Saved data entries
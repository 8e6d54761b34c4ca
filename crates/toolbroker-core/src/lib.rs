//! Toolbroker Core
//!
//! Discovers the operations exposed by a set of MCP tool servers and
//! dispatches calls to whichever server owns each one. Callers see a flat
//! namespace of operations and get plain text back.
//!
//! ```rust,ignore
//! use toolbroker_core::{Broker, BrokerConfig, ConsoleLogger};
//!
//! let config = BrokerConfig::load(BrokerConfig::default_path())?;
//! let mut broker = Broker::stdio(config, Arc::new(ConsoleLogger::new()))?;
//! broker.connect().await;
//!
//! for name in broker.list_operations() {
//!     println!("{}", name);
//! }
//!
//! let text = broker.invoke("get_repo_stats", json!({})).await?;
//! broker.disconnect().await;
//! ```

pub mod types;
pub mod logging;
pub mod config;
pub mod session;
pub mod broker;

// Re-export commonly used types
pub use types::{OperationSpec, CallOutput, ContentPart, Invocation, CancellationToken, NO_OUTPUT};

pub use logging::{Level, Logger, SharedLogger, NoOpLogger, ConsoleLogger, MemoryLogger};

pub use config::{BrokerConfig, CollisionPolicy, ServerDescriptor, ConfigError};

pub use session::{Connector, Session, SessionError, StdioConnector};

pub use broker::{Broker, BrokerError, BrokerResult, ConnectReport, ServerFailure, OperationRecord};
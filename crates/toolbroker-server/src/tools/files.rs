//! Filesystem tools: read_file, list_directory, count_lines
//!
//! Paths are resolved against the server's working directory.

use std::collections::BTreeMap;
use std::path::{Path, PathBuf};

use async_trait::async_trait;
use schemars::JsonSchema;
use serde::{Deserialize, Serialize};
use serde_json::{Map, Value};
use walkdir::{DirEntry, WalkDir};

use super::{check_range, parse_args, schema_for, Tool, ToolOutput, ToolResult};

/// Deepest level `list_directory` descends to when recursive
const MAX_LIST_DEPTH: usize = 3;

// ─── read_file ───────────────────────────────────────────────────────────────

#[derive(Debug, Deserialize, JsonSchema)]
struct ReadFileArgs {
    /// Relative path to the file
    file_path: String,
    /// Maximum lines to return
    #[serde(default = "default_max_lines")]
    max_lines: u32,
}

fn default_max_lines() -> u32 {
    200
}

#[derive(Debug, Serialize)]
struct FileContent {
    path: String,
    lines: usize,
    total_lines: usize,
    truncated: bool,
    content: String,
}

pub struct ReadFile;

#[async_trait]
impl Tool for ReadFile {
    fn name(&self) -> &str {
        "read_file"
    }

    fn description(&self) -> &str {
        "Read the contents of a file in the repository"
    }

    fn input_schema(&self) -> Value {
        schema_for::<ReadFileArgs>()
    }

    async fn call(&self, args: Map<String, Value>) -> ToolResult<ToolOutput> {
        let args: ReadFileArgs = parse_args(self.name(), args)?;
        check_range(self.name(), "max_lines", args.max_lines, 1, 1000)?;

        let bytes = match tokio::fs::read(&args.file_path).await {
            Ok(bytes) => bytes,
            Err(_) => return Ok(ToolOutput::text(format!("File not found: {}", args.file_path))),
        };

        let file = excerpt(&args.file_path, &String::from_utf8_lossy(&bytes), args.max_lines as usize);
        Ok(match serde_json::to_string(&file) {
            Ok(text) => ToolOutput::text(text),
            Err(e) => ToolOutput::error(format!("Failed to encode result: {}", e)),
        })
    }
}

/// First `max_lines` lines of `content`, split on `\n`
fn excerpt(path: &str, content: &str, max_lines: usize) -> FileContent {
    let lines: Vec<&str> = content.split('\n').collect();
    let truncated = lines.len() > max_lines;

    FileContent {
        path: path.to_string(),
        lines: lines.len().min(max_lines),
        total_lines: lines.len(),
        truncated,
        content: if truncated {
            lines[..max_lines].join("\n")
        } else {
            content.to_string()
        },
    }
}

// ─── list_directory ──────────────────────────────────────────────────────────

#[derive(Debug, Deserialize, JsonSchema)]
struct ListDirectoryArgs {
    /// Directory path
    #[serde(default = "default_list_dir")]
    dir_path: String,
    /// List recursively
    #[serde(default)]
    recursive: bool,
}

fn default_list_dir() -> String {
    ".".to_string()
}

pub struct ListDirectory;

#[async_trait]
impl Tool for ListDirectory {
    fn name(&self) -> &str {
        "list_directory"
    }

    fn description(&self) -> &str {
        "List files and directories at a given path"
    }

    fn input_schema(&self) -> Value {
        schema_for::<ListDirectoryArgs>()
    }

    async fn call(&self, args: Map<String, Value>) -> ToolResult<ToolOutput> {
        let args: ListDirectoryArgs = parse_args(self.name(), args)?;
        let dir = PathBuf::from(&args.dir_path);

        let listing = tokio::task::spawn_blocking(move || list_entries(&dir, args.recursive)).await;
        Ok(match listing {
            Ok(Some(entries)) => ToolOutput::text(entries.join("\n")),
            _ => ToolOutput::text(format!("Directory not found: {}", args.dir_path)),
        })
    }
}

/// Entries under `dir` in pre-order, directories suffixed with `/`.
/// `None` if `dir` is not a readable directory.
fn list_entries(dir: &Path, recursive: bool) -> Option<Vec<String>> {
    if !dir.is_dir() {
        return None;
    }

    let max_depth = if recursive { MAX_LIST_DEPTH + 1 } else { 1 };
    let walker = WalkDir::new(dir)
        .min_depth(1)
        .max_depth(max_depth)
        .sort_by_file_name()
        .into_iter()
        .filter_entry(|e| !is_hidden(e));

    let mut entries = Vec::new();
    for entry in walker.flatten() {
        let shown = display_path(entry.path());
        if entry.file_type().is_dir() {
            entries.push(format!("{}/", shown));
        } else {
            entries.push(shown);
        }
    }
    Some(entries)
}

// ─── count_lines ─────────────────────────────────────────────────────────────

#[derive(Debug, Deserialize, JsonSchema)]
struct CountLinesArgs {
    /// Directory to analyze
    #[serde(default = "default_count_dir")]
    dir_path: String,
}

fn default_count_dir() -> String {
    "src".to_string()
}

#[derive(Debug, Default, PartialEq, Serialize)]
struct ExtensionCount {
    files: usize,
    lines: usize,
}

pub struct CountLines;

#[async_trait]
impl Tool for CountLines {
    fn name(&self) -> &str {
        "count_lines"
    }

    fn description(&self) -> &str {
        "Count lines of code by file extension in a directory"
    }

    fn input_schema(&self) -> Value {
        schema_for::<CountLinesArgs>()
    }

    async fn call(&self, args: Map<String, Value>) -> ToolResult<ToolOutput> {
        let args: CountLinesArgs = parse_args(self.name(), args)?;
        let dir = PathBuf::from(args.dir_path);

        let counts = tokio::task::spawn_blocking(move || count_by_extension(&dir))
            .await
            .unwrap_or_default();
        Ok(ToolOutput::json(&counts))
    }
}

/// Files and lines per extension (`.rs`, `(no ext)`, ...). Unreadable
/// entries are skipped.
fn count_by_extension(dir: &Path) -> BTreeMap<String, ExtensionCount> {
    let mut counts: BTreeMap<String, ExtensionCount> = BTreeMap::new();

    let walker = WalkDir::new(dir)
        .into_iter()
        .filter_entry(|e| e.depth() == 0 || !(is_hidden(e) || e.file_name() == "node_modules"));

    for entry in walker.flatten() {
        if !entry.file_type().is_file() {
            continue;
        }
        let Ok(bytes) = std::fs::read(entry.path()) else {
            continue;
        };

        let ext = match entry.path().extension() {
            Some(ext) => format!(".{}", ext.to_string_lossy()),
            None => "(no ext)".to_string(),
        };
        let count = counts.entry(ext).or_default();
        count.files += 1;
        count.lines += bytes.iter().filter(|&&b| b == b'\n').count() + 1;
    }

    counts
}

fn is_hidden(entry: &DirEntry) -> bool {
    entry.file_name().to_string_lossy().starts_with('.')
}

/// `./src/lib.rs` is shown as `src/lib.rs`
fn display_path(path: &Path) -> String {
    path.strip_prefix(".").unwrap_or(path).display().to_string()
}

#[cfg(test)]
mod tests {
    use super::*;
    use crate::tools::ToolError;
    use serde_json::json;
    use std::fs;
    use tempfile::tempdir;

    fn args(value: Value) -> Map<String, Value> {
        match value {
            Value::Object(map) => map,
            _ => Map::new(),
        }
    }

    #[test]
    fn test_excerpt_truncates() {
        let file = excerpt("a.txt", "one\ntwo\nthree", 2);
        assert_eq!(file.lines, 2);
        assert_eq!(file.total_lines, 3);
        assert!(file.truncated);
        assert_eq!(file.content, "one\ntwo");

        let file = excerpt("a.txt", "one\ntwo\n", 200);
        assert_eq!(file.total_lines, 3);
        assert!(!file.truncated);
        assert_eq!(file.content, "one\ntwo\n");
    }

    #[tokio::test]
    async fn test_read_file() {
        let dir = tempdir().unwrap();
        let path = dir.path().join("notes.md");
        fs::write(&path, "# Notes\nline two").unwrap();
        let path = path.display().to_string();

        let output = ReadFile.call(args(json!({"file_path": path.clone()}))).await.unwrap();
        let value: Value = serde_json::from_str(&output.text).unwrap();
        assert_eq!(value["path"], json!(path));
        assert_eq!(value["lines"], json!(2));
        assert_eq!(value["truncated"], json!(false));
        assert_eq!(value["content"], json!("# Notes\nline two"));
    }

    #[tokio::test]
    async fn test_read_file_missing_is_text() {
        let output = ReadFile.call(args(json!({"file_path": "does/not/exist.txt"}))).await.unwrap();
        assert_eq!(output, ToolOutput::text("File not found: does/not/exist.txt"));
    }

    #[tokio::test]
    async fn test_read_file_rejects_max_lines_out_of_range() {
        let result = ReadFile.call(args(json!({"file_path": "a", "max_lines": 0}))).await;
        assert!(matches!(result, Err(ToolError::InvalidArguments { .. })));

        let result = ReadFile.call(args(json!({"file_path": "a", "max_lines": 5000}))).await;
        assert!(matches!(result, Err(ToolError::InvalidArguments { .. })));
    }

    #[tokio::test]
    async fn test_read_file_requires_path() {
        let result = ReadFile.call(Map::new()).await;
        assert!(matches!(result, Err(ToolError::InvalidArguments { .. })));
    }

    #[test]
    fn test_list_entries() {
        let dir = tempdir().unwrap();
        fs::create_dir_all(dir.path().join("src/nested")).unwrap();
        fs::write(dir.path().join("src/lib.rs"), "").unwrap();
        fs::write(dir.path().join("src/nested/deep.rs"), "").unwrap();
        fs::write(dir.path().join(".hidden"), "").unwrap();
        fs::write(dir.path().join("README.md"), "").unwrap();

        let root = dir.path();
        let flat = list_entries(root, false).unwrap();
        assert_eq!(
            flat,
            vec![
                root.join("README.md").display().to_string(),
                format!("{}/", root.join("src").display()),
            ]
        );

        let all = list_entries(root, true).unwrap();
        assert_eq!(all.len(), 5);
        assert!(all.contains(&root.join("src/nested/deep.rs").display().to_string()));
        assert!(!all.iter().any(|e| e.contains(".hidden")));
    }

    #[test]
    fn test_list_entries_depth_limit() {
        let dir = tempdir().unwrap();
        fs::create_dir_all(dir.path().join("a/b/c/d/e")).unwrap();

        let all = list_entries(dir.path(), true).unwrap();
        // a, a/b, a/b/c, a/b/c/d
        assert_eq!(all.len(), 4);
        assert!(all[3].ends_with("d/"));
    }

    #[tokio::test]
    async fn test_list_directory_missing() {
        let output = ListDirectory.call(args(json!({"dir_path": "no/such/dir"}))).await.unwrap();
        assert_eq!(output.text, "Directory not found: no/such/dir");
    }

    #[test]
    fn test_count_by_extension() {
        let dir = tempdir().unwrap();
        fs::create_dir_all(dir.path().join("node_modules/pkg")).unwrap();
        fs::create_dir_all(dir.path().join(".git")).unwrap();
        fs::write(dir.path().join("main.rs"), "fn main() {}\n").unwrap();
        fs::write(dir.path().join("lib.rs"), "a\nb\nc").unwrap();
        fs::write(dir.path().join("Makefile"), "all:").unwrap();
        fs::write(dir.path().join("node_modules/pkg/index.js"), "x").unwrap();
        fs::write(dir.path().join(".git/config"), "x").unwrap();

        let counts = count_by_extension(dir.path());
        assert_eq!(counts.len(), 2);
        assert_eq!(counts[".rs"], ExtensionCount { files: 2, lines: 5 });
        assert_eq!(counts["(no ext)"], ExtensionCount { files: 1, lines: 1 });
    }

    #[tokio::test]
    async fn test_count_lines_missing_dir_is_empty() {
        let output = CountLines.call(args(json!({"dir_path": "no/such/dir"}))).await.unwrap();
        assert_eq!(output.text, "{}");
    }

    #[test]
    fn test_display_path_strips_current_dir() {
        assert_eq!(display_path(Path::new("./src/lib.rs")), "src/lib.rs");
        assert_eq!(display_path(Path::new("src/lib.rs")), "src/lib.rs");
    }
}
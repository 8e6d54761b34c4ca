//! Sessions: live channels to tool servers
//!
//! The broker only talks to the [`Session`] and [`Connector`] traits.
//! [`StdioConnector`] is the production implementation (MCP over a child
//! process's stdio, via the official `rmcp` SDK); [`MockConnector`] is a
//! deterministic in-memory double.
//!
//! ```rust,ignore
//! use toolbroker_core::session::{Connector, StdioConnector};
//!
//! let connector = StdioConnector::new(logger);
//! let session = connector.connect(&descriptor).await?;
//! let operations = session.list_operations().await?;
//! let output = session.invoke("read_file", args).await?;
//! session.close().await?;
//! ```

mod traits;
mod stdio;
pub mod mock;

pub use traits::{Connector, Session, SessionError, SessionResult};
pub use stdio::{StdioConnector, StdioSession};
pub use mock::{MockConnector, MockReply, MockServer, MockSession};
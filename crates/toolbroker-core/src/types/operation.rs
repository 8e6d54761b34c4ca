//! Advertised operation metadata

use serde::{Deserialize, Serialize};
use serde_json::Value;

/// One operation as advertised by a tool server during discovery
#[derive(Debug, Clone, PartialEq, Serialize, Deserialize)]
pub struct OperationSpec {
    /// Operation name, unique within its server
    pub name: String,
    /// Human-readable description
    #[serde(default)]
    pub description: String,
    /// JSON Schema for the arguments. Opaque to the broker.
    #[serde(rename = "inputSchema", default)]
    pub input_schema: Value,
}

impl OperationSpec {
    /// Create a spec with an empty object schema
    pub fn new(name: impl Into<String>, description: impl Into<String>) -> Self {
        Self {
            name: name.into(),
            description: description.into(),
            input_schema: serde_json::json!({ "type": "object" }),
        }
    }

    /// Set the argument schema
    pub fn with_schema(mut self, schema: Value) -> Self {
        self.input_schema = schema;
        self
    }
}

§ EXERCISE: Taking the records above as input, show every line in which the word "invoke" is present.

§ EXERCISE RESULT:
//! let text = broker.invoke("get_repo_stats", json!({})).await?;
//! let output = session.invoke("read_file", args).await?;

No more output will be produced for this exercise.